[TASK REQUIREMENTS]
Search the listing below for the string "ExecutorConfig", then copy every line it appears in.
Segment Open
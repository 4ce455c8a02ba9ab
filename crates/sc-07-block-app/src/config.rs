//! Application configuration.
//!
//! Passed explicitly to `BlockApplication::new`. Protocol parameters are not
//! here: they live on-chain in the governance ledger.

use sc_06_execution::ExecutorConfig;
use serde::{Deserialize, Serialize};

#[derive(Clone, Debug, PartialEq, Eq, Serialize, Deserialize)]
#[serde(default)]
pub struct AppConfig {
    /// Expected genesis chain id. Empty accepts any.
    pub chain_id: String,
    pub executor: ExecutorConfig,
    /// Longest accepted proposal message, in bytes.
    pub max_proposal_message_len: usize,
    /// Committed versions kept for historical queries by the in-memory
    /// stores. Every retained version holds a full copy of its ledger, so
    /// `None` (keep all) grows memory with every block.
    pub query_history_limit: Option<usize>,
}

/// Versions retained by default: about an hour of one-second blocks.
pub const DEFAULT_QUERY_HISTORY: usize = 3_600;

impl Default for AppConfig {
    fn default() -> Self {
        Self {
            chain_id: String::new(),
            executor: ExecutorConfig::default(),
            max_proposal_message_len: 256,
            query_history_limit: Some(DEFAULT_QUERY_HISTORY),
        }
    }
}
//! # Stake Controller
//!
//! Delegatees, stakes, frozen (unstaked) amounts, rewards and the last
//! emitted validator set, all in one dual-view ledger behind one lock.

use crate::domain::{keys, sort_by_power, validator_delta, Delegatee, Reward, Stake, Validator, ValidatorUpdate};
use parking_lot::RwLock;
use sc_01_ledger::{DualViewLedger, ImmutableLedger, VersionedStore};
use sc_02_transaction::ValidatorPower;
use shared_types::{short_hex, Address, AppError, AppResult, ExecMode, Hash};
use tracing::{debug, info};

/// The stake controller.
pub struct StakeController {
    pub(crate) ledger: RwLock<DualViewLedger>,
}

impl StakeController {
    pub fn new(store: Box<dyn VersionedStore>) -> Self {
        Self {
            ledger: RwLock::new(DualViewLedger::new("stake", store)),
        }
    }

    pub fn find_delegatee(&self, addr: &Address, mode: ExecMode) -> AppResult<Option<Delegatee>> {
        Ok(self.ledger.read().get(&keys::delegatee(addr), mode)?)
    }

    pub fn delegatees(&self, mode: ExecMode) -> AppResult<Vec<Delegatee>> {
        let ledger = self.ledger.read();
        all_delegatees(&ledger, mode)
    }

    pub fn find_stake(&self, tx_hash: &Hash, mode: ExecMode) -> AppResult<Option<Stake>> {
        Ok(self.ledger.read().get(&keys::stake(tx_hash), mode)?)
    }

    /// Active stakes owned by `owner`.
    pub fn stakes_of(&self, owner: &Address, mode: ExecMode) -> AppResult<Vec<Stake>> {
        let ledger = self.ledger.read();
        Ok(all_stakes(&ledger, mode)?
            .into_iter()
            .filter(|s| s.owner == *owner)
            .collect())
    }

    /// Power delegated to `addr`, own stakes included.
    pub fn power_of(&self, addr: &Address, mode: ExecMode) -> AppResult<u64> {
        Ok(self
            .find_delegatee(addr, mode)?
            .map(|d| d.total_power)
            .unwrap_or(0))
    }

    pub fn self_power_of(&self, addr: &Address, mode: ExecMode) -> AppResult<u64> {
        Ok(self
            .find_delegatee(addr, mode)?
            .map(|d| d.self_power)
            .unwrap_or(0))
    }

    /// Sum of the power of every delegatee.
    pub fn total_power(&self, mode: ExecMode) -> AppResult<u64> {
        Ok(self
            .delegatees(mode)?
            .iter()
            .fold(0u64, |acc, d| acc.saturating_add(d.total_power)))
    }

    /// The top `max_count` delegatees by power and their total power.
    pub fn validators(&self, max_count: usize, mode: ExecMode) -> AppResult<(Vec<Validator>, u64)> {
        let ledger = self.ledger.read();
        let set = ranked_validators(&ledger, max_count, mode)?;
        let total = set.iter().fold(0u64, |acc, v| acc.saturating_add(v.power));
        Ok((set, total))
    }

    /// The validator set last reported to the consensus engine.
    pub fn current_validator_set(&self, mode: ExecMode) -> AppResult<Vec<Validator>> {
        Ok(self
            .ledger
            .read()
            .get(keys::VALIDATOR_SET, mode)?
            .unwrap_or_default())
    }

    /// Recompute the validator set in the execution view and return only the
    /// changes against the previously stored set.
    pub fn update_validators(&self, max_count: usize) -> AppResult<Vec<ValidatorUpdate>> {
        let mode = ExecMode::Execution;
        let mut ledger = self.ledger.write();

        let old: Vec<Validator> = ledger.get(keys::VALIDATOR_SET, mode)?.unwrap_or_default();
        let new = ranked_validators(&ledger, max_count, mode)?;
        let delta = validator_delta(&old, &new);

        if !delta.is_empty() {
            ledger.set(keys::VALIDATOR_SET, &new, mode)?;
            info!(
                "[sc-04] validator set changed: {} updates, {} validators",
                delta.len(),
                new.len()
            );
        }
        Ok(delta)
    }

    /// Accrue block rewards in the execution view.
    ///
    /// Every member of the current validator set earns
    /// `power * reward_per_power`; the proposer also earns `block_fee`.
    /// Returns the total amount issued.
    pub fn apply_reward(
        &self,
        proposer: &Address,
        block_fee: u128,
        reward_per_power: u128,
        height: u64,
    ) -> AppResult<u128> {
        let mode = ExecMode::Execution;
        let mut ledger = self.ledger.write();
        let set: Vec<Validator> = ledger.get(keys::VALIDATOR_SET, mode)?.unwrap_or_default();

        let mut issued = 0u128;
        for validator in &set {
            let amount = u128::from(validator.power)
                .checked_mul(reward_per_power)
                .ok_or(AppError::Overflow("block reward"))?;
            let fee = if validator.address == *proposer { block_fee } else { 0 };
            let total = amount.checked_add(fee).ok_or(AppError::Overflow("block reward"))?;
            accrue(&mut ledger, &validator.address, total, height)?;
            issued = issued.saturating_add(total);
        }

        if block_fee > 0 && !set.iter().any(|v| v.address == *proposer) {
            accrue(&mut ledger, proposer, block_fee, height)?;
            issued = issued.saturating_add(block_fee);
        }

        debug!(
            "[sc-04] rewards at height {}: issued {} (fee {} to {})",
            height,
            issued,
            block_fee,
            short_hex(proposer)
        );
        Ok(issued)
    }

    pub fn find_reward(&self, addr: &Address, mode: ExecMode) -> AppResult<Option<Reward>> {
        Ok(self.ledger.read().get(&keys::reward(addr), mode)?)
    }

    /// Slash `slash_ratio` percent of every stake delegated to `addr`.
    ///
    /// Returns the total power removed.
    pub fn do_punish(&self, addr: &Address, slash_ratio: u64) -> AppResult<u64> {
        let mode = ExecMode::Execution;
        let mut ledger = self.ledger.write();
        let Some(mut delegatee) = ledger.get::<Delegatee>(&keys::delegatee(addr), mode)? else {
            return Ok(0);
        };

        let ratio = slash_ratio.min(100);
        let mut slashed_total = 0u64;
        for (_, mut stake) in ledger.scan_prefix::<Stake>(&[keys::STAKE], mode)? {
            if stake.to != *addr {
                continue;
            }
            let slashed_power = percent_u64(stake.power, ratio);
            let slashed_amount = stake
                .amount
                .checked_mul(u128::from(ratio))
                .ok_or(AppError::Overflow("slashed amount"))?
                / 100;
            stake.power -= slashed_power;
            stake.amount -= slashed_amount;
            delegatee.remove_power(slashed_power, stake.is_self_stake());
            slashed_total = slashed_total.saturating_add(slashed_power);
            ledger.set(&keys::stake(&stake.tx_hash), &stake, mode)?;
        }

        ledger.set(&keys::delegatee(addr), &delegatee, mode)?;
        info!(
            "[sc-04] punished {}: slashed {} power ({}%)",
            short_hex(addr),
            slashed_total,
            ratio
        );
        Ok(slashed_total)
    }

    /// Remove and return the frozen stakes due for refund at `height`.
    pub fn process_frozen(&self, height: u64) -> AppResult<Vec<Stake>> {
        let mode = ExecMode::Execution;
        let mut ledger = self.ledger.write();

        let due: Vec<(Vec<u8>, Stake)> = ledger
            .scan_prefix::<Stake>(&[keys::FROZEN], mode)?
            .into_iter()
            .take_while(|(_, s)| s.refund_height <= height)
            .collect();

        for (key, stake) in &due {
            ledger.delete(key, mode);
            debug!(
                "[sc-04] unfroze {} for {}",
                stake.amount,
                short_hex(&stake.owner)
            );
        }
        Ok(due.into_iter().map(|(_, s)| s).collect())
    }

    /// Register a genesis validator with a self stake, in both views.
    pub fn add_genesis_validator(
        &self,
        addr: &Address,
        pub_key: Vec<u8>,
        power: u64,
        amount_per_power: u128,
    ) -> AppResult<()> {
        let amount = u128::from(power)
            .checked_mul(amount_per_power)
            .ok_or(AppError::Overflow("genesis stake"))?;
        let mut genesis_hash = [0u8; 32];
        genesis_hash[..20].copy_from_slice(addr);

        let stake = Stake {
            owner: *addr,
            to: *addr,
            amount,
            power,
            tx_hash: genesis_hash,
            start_height: 0,
            refund_height: 0,
        };
        let mut delegatee = Delegatee::new(*addr, pub_key);
        delegatee.add_stake(&stake);

        let mut ledger = self.ledger.write();
        for mode in [ExecMode::Admission, ExecMode::Execution] {
            ledger.set(&keys::stake(&stake.tx_hash), &stake, mode)?;
            ledger.set(&keys::delegatee(addr), &delegatee, mode)?;
        }
        Ok(())
    }

    /// Store the genesis validator set in both views without emitting a
    /// delta: the consensus engine already knows it.
    pub fn init_validator_set(&self, max_count: usize) -> AppResult<Vec<Validator>> {
        let mut ledger = self.ledger.write();
        let set = ranked_validators(&ledger, max_count, ExecMode::Execution)?;
        for mode in [ExecMode::Admission, ExecMode::Execution] {
            ledger.set(keys::VALIDATOR_SET, &set, mode)?;
        }
        Ok(set)
    }

    pub fn commit(&self) -> AppResult<(Hash, u64)> {
        let (hash, version) = self.ledger.write().commit()?;
        info!("[sc-04] committed version {} hash {}", version, short_hex(&hash));
        Ok((hash, version))
    }

    pub fn working_hash(&self) -> AppResult<Hash> {
        Ok(self.ledger.read().working_hash()?)
    }

    pub fn version(&self) -> u64 {
        self.ledger.read().version()
    }

    pub fn immutable_at(&self, height: u64) -> AppResult<ImmutableStakeController> {
        Ok(ImmutableStakeController {
            ledger: self.ledger.read().immutable_at(height)?,
        })
    }

    pub fn close(&self) -> AppResult<()> {
        Ok(self.ledger.write().close()?)
    }
}

impl ValidatorPower for StakeController {
    fn power_of(&self, addr: &Address, mode: ExecMode) -> AppResult<u64> {
        StakeController::power_of(self, addr, mode)
    }

    fn validator_powers(&self, max_count: usize, mode: ExecMode) -> AppResult<Vec<(Address, u64)>> {
        let (set, _) = self.validators(max_count, mode)?;
        Ok(set.into_iter().map(|v| (v.address, v.power)).collect())
    }
}

/// Historical, read-only stake lookups.
pub struct ImmutableStakeController {
    ledger: ImmutableLedger,
}

impl ImmutableStakeController {
    pub fn find_delegatee(&self, addr: &Address) -> AppResult<Option<Delegatee>> {
        Ok(self.ledger.get(&keys::delegatee(addr))?)
    }

    pub fn stakes_of(&self, owner: &Address) -> AppResult<Vec<Stake>> {
        Ok(self
            .ledger
            .scan_prefix::<Stake>(&[keys::STAKE])?
            .into_iter()
            .map(|(_, s)| s)
            .filter(|s| s.owner == *owner)
            .collect())
    }

    pub fn find_reward(&self, addr: &Address) -> AppResult<Option<Reward>> {
        Ok(self.ledger.get(&keys::reward(addr))?)
    }

    pub fn validator_set(&self) -> AppResult<Vec<Validator>> {
        Ok(self.ledger.get(keys::VALIDATOR_SET)?.unwrap_or_default())
    }

    pub fn version(&self) -> u64 {
        self.ledger.version()
    }
}

pub(crate) fn all_delegatees(ledger: &DualViewLedger, mode: ExecMode) -> AppResult<Vec<Delegatee>> {
    Ok(ledger
        .scan_prefix::<Delegatee>(&[keys::DELEGATEE], mode)?
        .into_iter()
        .map(|(_, d)| d)
        .collect())
}

fn all_stakes(ledger: &DualViewLedger, mode: ExecMode) -> AppResult<Vec<Stake>> {
    Ok(ledger
        .scan_prefix::<Stake>(&[keys::STAKE], mode)?
        .into_iter()
        .map(|(_, s)| s)
        .collect())
}

fn ranked_validators(ledger: &DualViewLedger, max_count: usize, mode: ExecMode) -> AppResult<Vec<Validator>> {
    let mut set: Vec<Validator> = all_delegatees(ledger, mode)?
        .into_iter()
        .filter(|d| d.total_power > 0)
        .map(|d| Validator {
            address: d.address,
            pub_key: d.pub_key,
            power: d.total_power,
        })
        .collect();
    sort_by_power(&mut set);
    set.truncate(max_count);
    Ok(set)
}

fn accrue(ledger: &mut DualViewLedger, addr: &Address, amount: u128, height: u64) -> AppResult<()> {
    let key = keys::reward(addr);
    let mut reward: Reward = ledger.get(&key, ExecMode::Execution)?.unwrap_or(Reward {
        address: *addr,
        ..Default::default()
    });
    reward.cumulated = reward
        .cumulated
        .checked_add(amount)
        .ok_or(AppError::Overflow("cumulated reward"))?;
    reward.last_height = height;
    Ok(ledger.set(&key, &reward, ExecMode::Execution)?)
}

fn percent_u64(value: u64, ratio: u64) -> u64 {
    (u128::from(value) * u128::from(ratio) / 100) as u64
}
Segment Closed
[ANSWER AREA]
use sc_06_execution::ExecutorConfig;
    pub executor: ExecutorConfig,
            executor: ExecutorConfig::default(),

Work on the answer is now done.